_Your assignment:_
Every record is to be transcribed exactly as written.
————————
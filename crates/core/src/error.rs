use crate::domain::run::RunState;
use thiserror::Error;

/// Core run errors. Every variant is fatal for the run it occurs in.
///
/// `Display` names the failed step only; the git-level cause is the
/// error's source. Use [`CoreError::detailed`] to print both.
#[derive(Error, Debug)]
pub enum CoreError {
    #[error("Checkout failed")]
    CheckoutFailed { source: anyhow::Error },

    #[error("Identity configuration failed")]
    IdentityFailed { source: anyhow::Error },

    #[error("Staging failed")]
    StagingFailed { source: anyhow::Error },

    #[error("Commit failed")]
    CommitFailed { source: anyhow::Error },

    #[error("Push to {remote}/{branch} failed")]
    PushFailed {
        remote: String,
        branch: String,
        source: anyhow::Error,
    },

    #[error("Invalid run transition from {from:?}: {reason}")]
    InvalidTransition { from: RunState, reason: String },
}

impl CoreError {
    /// The failed step followed by every cause, joined with `": "`
    pub fn detailed(&self) -> String {
        let mut message = self.to_string();
        let mut cause = std::error::Error::source(self);
        while let Some(err) = cause {
            message.push_str(": ");
            message.push_str(&err.to_string());
            cause = err.source();
        }
        message
    }
}

pub type Result<T> = std::result::Result<T, CoreError>;
use serde::{Deserialize, Serialize};

pub const DEFAULT_IDENTITY_NAME: &str = "github-actions[bot]";
pub const DEFAULT_IDENTITY_EMAIL: &str = "github-actions[bot]@users.noreply.github.com";

/// Committer identity written to `user.name` / `user.email`
#[derive(Debug, Clone, PartialEq, Eq, Serialize, Deserialize)]
pub struct Identity {
    pub name: String,
    pub email: String,
}

impl Identity {
    pub fn new(name: impl Into<String>, email: impl Into<String>) -> Self {
        Self {
            name: name.into(),
            email: email.into(),
        }
    }
}

impl Default for Identity {
    fn default() -> Self {
        Self::new(DEFAULT_IDENTITY_NAME, DEFAULT_IDENTITY_EMAIL)
    }
}

impl std::fmt::Display for Identity {
    fn fmt(&self, f: &mut std::fmt::Formatter<'_>) -> std::fmt::Result {
        write!(f, "{} <{}>", self.name, self.email)
    }
}
use autocommit_core::Trigger;
use clap::{Parser, Subcommand, ValueEnum};
use std::path::PathBuf;

#[derive(Parser, Debug, PartialEq)]
#[command(name = "autocommit")]
#[command(about = "Stage, commit and push every working-tree change on a schedule")]
pub struct CliArgs {
    /// Path to configuration file
    #[arg(long, global = true)]
    pub config: Option<PathBuf>,

    /// Working tree to commit (overrides config)
    #[arg(long, global = true)]
    pub repo: Option<PathBuf>,

    /// Remote to push to (overrides config)
    #[arg(long, global = true)]
    pub remote: Option<String>,

    /// Branch to push (overrides config; defaults to the current branch)
    #[arg(long, global = true)]
    pub branch: Option<String>,

    /// Enable debug logging
    #[arg(short, long, global = true)]
    pub verbose: bool,

    #[command(subcommand)]
    pub command: Option<Command>,
}

#[derive(Subcommand, Debug, PartialEq)]
pub enum Command {
    /// Run once and exit (the default)
    Run {
        /// Label for what started this run
        #[arg(long, value_enum, default_value_t = TriggerArg::Manual)]
        trigger: TriggerArg,
    },
    /// Stay running and fire on the configured schedule
    Daemon,
    /// Print the next fire times of the schedule
    Next {
        #[arg(long, default_value_t = 5)]
        count: u16,
    },
}

#[derive(ValueEnum, Clone, Copy, Debug, PartialEq, Eq)]
pub enum TriggerArg {
    Manual,
    Schedule,
}

impl From<TriggerArg> for Trigger {
    fn from(arg: TriggerArg) -> Self {
        match arg {
            TriggerArg::Manual => Trigger::Manual,
            TriggerArg::Schedule => Trigger::Schedule,
        }
    }
}

impl CliArgs {
    /// The subcommand to execute, `run` when none was given
    pub fn resolved_command(&self) -> Command {
        match &self.command {
            Some(Command::Run { trigger }) => Command::Run { trigger: *trigger },
            Some(Command::Daemon) => Command::Daemon,
            Some(Command::Next { count }) => Command::Next { count: *count },
            None => Command::Run {
                trigger: TriggerArg::Manual,
            },
        }
    }
}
————————
_Problem solution:_
filename crates/core/src/error.rs
use crate::domain::run::RunState;
use thiserror::Error;

/// Core run errors. Every variant is fatal for the run it occurs in.
///
/// `Display` names the failed step only; the git-level cause is the
/// error's source. Use [`CoreError::detailed`] to print both.
#[derive(Error, Debug)]
pub enum CoreError {
    #[error("Checkout failed")]
    CheckoutFailed { source: anyhow::Error },

    #[error("Identity configuration failed")]
    IdentityFailed { source: anyhow::Error },

    #[error("Staging failed")]
    StagingFailed { source: anyhow::Error },

    #[error("Commit failed")]
    CommitFailed { source: anyhow::Error },

    #[error("Push to {remote}/{branch} failed")]
    PushFailed {
        remote: String,
        branch: String,
        source: anyhow::Error,
    },

    #[error("Invalid run transition from {from:?}: {reason}")]
    InvalidTransition { from: RunState, reason: String },
}

impl CoreError {
    /// The failed step followed by every cause, joined with `": "`
    pub fn detailed(&self) -> String {
        let mut message = self.to_string();
        let mut cause = std::error::Error::source(self);
        while let Some(err) = cause {
            message.push_str(": ");
            message.push_str(&err.to_string());
            cause = err.source();
        }
        message
    }
}

pub type Result<T> = std::result::Result<T, CoreError>;
use serde::{Deserialize, Serialize};

pub const DEFAULT_IDENTITY_NAME: &str = "github-actions[bot]";
pub const DEFAULT_IDENTITY_EMAIL: &str = "github-actions[bot]@users.noreply.github.com";

/// Committer identity written to `user.name` / `user.email`
#[derive(Debug, Clone, PartialEq, Eq, Serialize, Deserialize)]
pub struct Identity {
    pub name: String,
    pub email: String,
}

impl Identity {
    pub fn new(name: impl Into<String>, email: impl Into<String>) -> Self {
        Self {
            name: name.into(),
            email: email.into(),
        }
    }
}

impl Default for Identity {
    fn default() -> Self {
        Self::new(DEFAULT_IDENTITY_NAME, DEFAULT_IDENTITY_EMAIL)
    }
}

impl std::fmt::Display for Identity {
    fn fmt(&self, f: &mut std::fmt::Formatter<'_>) -> std::fmt::Result {
        write!(f, "{} <{}>", self.name, self.email)
    }
}
use autocommit_core::Trigger;
use clap::{Parser, Subcommand, ValueEnum};
use std::path::PathBuf;

#[derive(Parser, Debug, PartialEq)]
#[command(name = "autocommit")]
#[command(about = "Stage, commit and push every working-tree change on a schedule")]
pub struct CliArgs {
    /// Path to configuration file
    #[arg(long, global = true)]
    pub config: Option<PathBuf>,

    /// Working tree to commit (overrides config)
    #[arg(long, global = true)]
    pub repo: Option<PathBuf>,

    /// Remote to push to (overrides config)
    #[arg(long, global = true)]
    pub remote: Option<String>,

    /// Branch to push (overrides config; defaults to the current branch)
    #[arg(long, global = true)]
    pub branch: Option<String>,

    /// Enable debug logging
    #[arg(short, long, global = true)]
    pub verbose: bool,

    #[command(subcommand)]
    pub command: Option<Command>,
}

#[derive(Subcommand, Debug, PartialEq)]
pub enum Command {
    /// Run once and exit (the default)
    Run {
        /// Label for what started this run
        #[arg(long, value_enum, default_value_t = TriggerArg::Manual)]
        trigger: TriggerArg,
    },
    /// Stay running and fire on the configured schedule
    Daemon,
    /// Print the next fire times of the schedule
    Next {
        #[arg(long, default_value_t = 5)]
        count: u16,
    },
}

#[derive(ValueEnum, Clone, Copy, Debug, PartialEq, Eq)]
pub enum TriggerArg {
    Manual,
    Schedule,
}

impl From<TriggerArg> for Trigger {
    fn from(arg: TriggerArg) -> Self {
        match arg {
            TriggerArg::Manual => Trigger::Manual,
            TriggerArg::Schedule => Trigger::Schedule,
        }
    }
}

impl CliArgs {
    /// The subcommand to execute, `run` when none was given
    pub fn resolved_command(&self) -> Command {
        match &self.command {
            Some(Command::Run { trigger }) => Command::Run { trigger: *trigger },
            Some(Command::Daemon) => Command::Daemon,
            Some(Command::Next { count }) => Command::Next { count: *count },
            None => Command::Run {
                trigger: TriggerArg::Manual,
            },
        }
    }
}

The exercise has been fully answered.